Troubleshooting: Random 502 Errors Behind a Load Balancer
If you are getting intermittent 502 Bad Gateway responses from your load balancer while your application appears healthy, the cause is almost always a keep-alive timeout mismatch between your app and the load balancer.
Why This Happens
HTTP/1.1 connections are kept open (“keep-alive”) so multiple requests can reuse the same TCP socket. Both sides of the connection — your app server and the load balancer — have an idle timeout that controls how long an unused connection stays open.
The problem occurs when your app closes the connection before the load balancer does. The load balancer thinks the socket is still usable and sends a request down it, but the app has already torn it down. The load balancer receives a connection reset and returns a 502 to the client.
AWS ALB has a default idle timeout of 60 seconds. Framework defaults vary widely (some below 60, some above):
| Framework / Runtime | Default Keep-Alive Timeout |
|---|---|
| Node.js HTTP server | 5 secs |
| Next.js | 5 secs (inherits Node default) |
| Fastify | 72 secs |
| Puma (Rails) | 20 secs (persistent_timeout) |
| Gunicorn (Django) | 2 secs (keepalive) |
Any value lower than the ALB idle timeout can trigger 502s.
The Fix
Set your app’s keep-alive timeout higher than the load balancer idle timeout.

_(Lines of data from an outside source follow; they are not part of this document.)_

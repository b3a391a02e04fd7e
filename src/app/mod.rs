mod layout;
mod messages;
mod state;
mod update;
mod view;

use crate::config::{AppConfig, ThemeMode};
use crate::data_source::VerseDataSource;
use crate::fetch_client::ChapterFetchClient;
use crate::loader::PageContext;
use state::App;
use iced::{Size, Theme, window};
use std::sync::Arc;

/// Launch the desktop reader on an already loaded reading context.
pub fn run_app(
    config: AppConfig,
    context: PageContext,
    client: ChapterFetchClient,
    source: Arc<VerseDataSource>,
) -> iced::Result {
    let window_settings = window::Settings {
        size: Size::new(config.window_width, config.window_height),
        ..window::Settings::default()
    };

    iced::application("Chouraqui", App::update, App::view)
        .window(window_settings)
        .subscription(App::subscription)
        .theme(|app: &App| {
            if matches!(app.config.theme, ThemeMode::Night) {
                Theme::Dark
            } else {
                Theme::Light
            }
        })
        .run_with(move || App::bootstrap(config, context, client, source))
}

The simplest rule: if ALB idle timeout is 60 secs, set your app keep-alive to 65 secs (65000 ms) or more. This ensures the load balancer always closes idle connections before your app does.
Next.js
Next.js accepts a --keepAliveTimeout flag:
{
"scripts": {
"start": "next start --keepAliveTimeout 65000"
}
}Node.js (Express, custom HTTP server)
Set server.keepAliveTimeout after creating the HTTP server. You should also set server.headersTimeout to a value higher than keepAliveTimeout (Node.js defaults it to 60000ms):
const server = app.listen(process.env.PORT || 3000, () => {
console.log("listening")
})
// Must be higher than ALB idle timeout (default 60 secs)
server.keepAliveTimeout = 65000
// Must be higher than keepAliveTimeout
server.headersTimeout = 66000Fastify
Fastify already defaults to 72 secs, which is above ALB’s 60 secs. If you customize it, keep it above ALB idle timeout:
const fastify = require("fastify")({
keepAliveTimeout: 65000,
})Rails (Puma)
Puma’s default persistent_timeout is 20 secs, which is below ALB’s default. Set it above 60 when behind ALB:
# config/puma.rb
persistent_timeout 65Django (Gunicorn)
Gunicorn defaults to 2 secs. Raise it:
gunicorn myapp.wsgi --keep-alive 65Other Frameworks
The general principle applies to any framework: find the keep-alive / persistent-connection timeout setting, and make sure it is above your load balancer’s idle timeout.
Infrastructure Settings
Beyond the app-level fix, these ECS and ALB settings are a good baseline to avoid related issues during deployments and task shutdowns:
| Setting | Default | Recommended | Why |
|---|---|---|---|
| ALB idle timeout | 60 secs | 60 secs (keep default) | No change needed if app timeout is above this |
ECS stopTimeout | 30 secs | 90 secs | Gives containers time to drain in-flight requests during rolling deploys |
ALB target group deregistration_delay | 300 secs | 60 secs | Allows graceful drain without holding old tasks for 5 minutes |
Adjust these values for your actual request durations and shutdown behavior.